• What you will do: Lines below that include the word "serde" should each be copied.

• Task data:
//! Job lifecycle as an explicit state machine.

use serde::{Deserialize, Serialize};
use std::fmt;

/// Position of an ingestion job in its lifecycle.
#[derive(Debug, Clone, Copy, PartialEq, Eq, Hash, Serialize, Deserialize)]
#[serde(rename_all = "snake_case")]
pub enum Stage {
    /// Admitted, waiting for a worker slot.
    Queued,
    /// Fetching and decoding the raw document.
    Normalizing,
    /// Splitting normalized text into chunks.
    Chunking,
    /// Converting chunks into vectors.
    Embedding,
    /// Writing vectors to the vector store.
    Indexing,
    /// Every stage succeeded.
    Completed,
    /// A stage failed permanently or exhausted its retries.
    Failed,
    /// Cancelled before it started.
    Aborted,
}

/// Every permitted `(from, to)` move.
const TRANSITIONS: &[(Stage, Stage)] = &[
    (Stage::Queued, Stage::Normalizing),
    (Stage::Normalizing, Stage::Chunking),
    (Stage::Chunking, Stage::Embedding),
    (Stage::Embedding, Stage::Indexing),
    (Stage::Indexing, Stage::Completed),
    (Stage::Queued, Stage::Failed),
    (Stage::Normalizing, Stage::Failed),
    (Stage::Chunking, Stage::Failed),
    (Stage::Embedding, Stage::Failed),
    (Stage::Indexing, Stage::Failed),
    (Stage::Queued, Stage::Aborted),
];

impl Stage {
    /// Stages in forward order.
    pub const FORWARD: [Stage; 6] = [
        Stage::Queued,
        Stage::Normalizing,
        Stage::Chunking,
        Stage::Embedding,
        Stage::Indexing,
        Stage::Completed,
    ];

    /// Wire name of the stage.
    pub fn as_str(self) -> &'static str {
        match self {
            Self::Queued => "queued",
            Self::Normalizing => "normalizing",
            Self::Chunking => "chunking",
            Self::Embedding => "embedding",
            Self::Indexing => "indexing",
            Self::Completed => "completed",
            Self::Failed => "failed",
            Self::Aborted => "aborted",
        }
    }

    /// Whether no further transition is possible.
    pub fn is_terminal(self) -> bool {
        matches!(self, Self::Completed | Self::Failed | Self::Aborted)
    }

    /// The forward successor, if any.
    pub fn next(self) -> Option<Stage> {
        TRANSITIONS
            .iter()
            .find(|(from, to)| *from == self && !matches!(to, Stage::Failed | Stage::Aborted))
            .map(|(_, to)| *to)
    }

    /// Whether the table permits moving from `self` to `to`.
    pub fn can_transition(self, to: Stage) -> bool {
        TRANSITIONS.contains(&(self, to))
    }
}

impl fmt::Display for Stage {
    fn fmt(&self, f: &mut fmt::Formatter<'_>) -> fmt::Result {
        f.write_str(self.as_str())
    }
}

• Solution to this task:
use serde::{Deserialize, Serialize};
#[serde(rename_all = "snake_case")]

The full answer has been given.